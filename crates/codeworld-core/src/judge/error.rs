//! Error types for the judge module.

/// Errors produced while scoring or ranking.
#[derive(Debug, thiserror::Error)]
pub enum JudgeError {
    #[error("metric `{name}` is outside [0, 1]: {value}")]
    MetricOutOfRange { name: String, value: f64 },

    #[error("unknown ranking mode: {0} (expected `weighted` or `lexicographic`)")]
    UnknownMode(String),

    #[error("unknown metric: {0}")]
    UnknownMetric(String),

    #[error("serialization error: {0}")]
    Serialization(#[from] serde_json::Error),
}

/// Result type for judge operations.
pub type JudgeResult<T> = std::result::Result<T, JudgeError>;
//! The restricted global namespace candidate code runs against.

use std::collections::HashMap;

use crate::lang::value::{Builtin, NativeModule, Value};

/// Name under which the math module is exposed.
pub const MATH_MODULE: &str = "math";

/// Build a fresh namespace: the fixed builtin whitelist plus `math`.
///
/// Nothing else is reachable. The map is rebuilt for every invocation so
/// no state leaks between candidates.
pub fn build_namespace() -> HashMap<String, Value> {
    let mut ns: HashMap<String, Value> = Builtin::GLOBALS
        .iter()
        .map(|b| (b.name().to_string(), Value::Builtin(*b)))
        .collect();
    ns.insert(MATH_MODULE.to_string(), Value::Module(NativeModule::Math));
    ns
}

#[cfg(test)]
mod tests {
    use super::*;

    #[test]
    fn test_namespace_is_exactly_the_whitelist() {
        let ns = build_namespace();
        let mut names: Vec<&str> = ns.keys().map(String::as_str).collect();
        names.sort_unstable();
        assert_eq!(
            names,
            vec![
                "abs",
                "bool",
                "enumerate",
                "filter",
                "float",
                "int",
                "len",
                "map",
                "math",
                "max",
                "min",
                "range",
                "round",
                "sum",
                "zip",
            ]
        );
    }

    #[test]
    fn test_no_io_or_reflection_names() {
        let ns = build_namespace();
        for name in ["open", "print", "eval", "exec", "__import__", "getattr", "type"] {
            assert!(!ns.contains_key(name), "{name} must not be exposed");
        }
    }

    #[test]
    fn test_math_is_a_module_handle() {
        let ns = build_namespace();
        assert!(matches!(
            ns.get("math"),
            Some(Value::Module(NativeModule::Math))
        ));
    }
}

## DESCRIPTION OF THE TASK
Where the string "JudgeError" appears in a line of the entries above, return that line.

## SOLVED EXERCISE
pub enum JudgeError {
pub type JudgeResult<T> = std::result::Result<T, JudgeError>;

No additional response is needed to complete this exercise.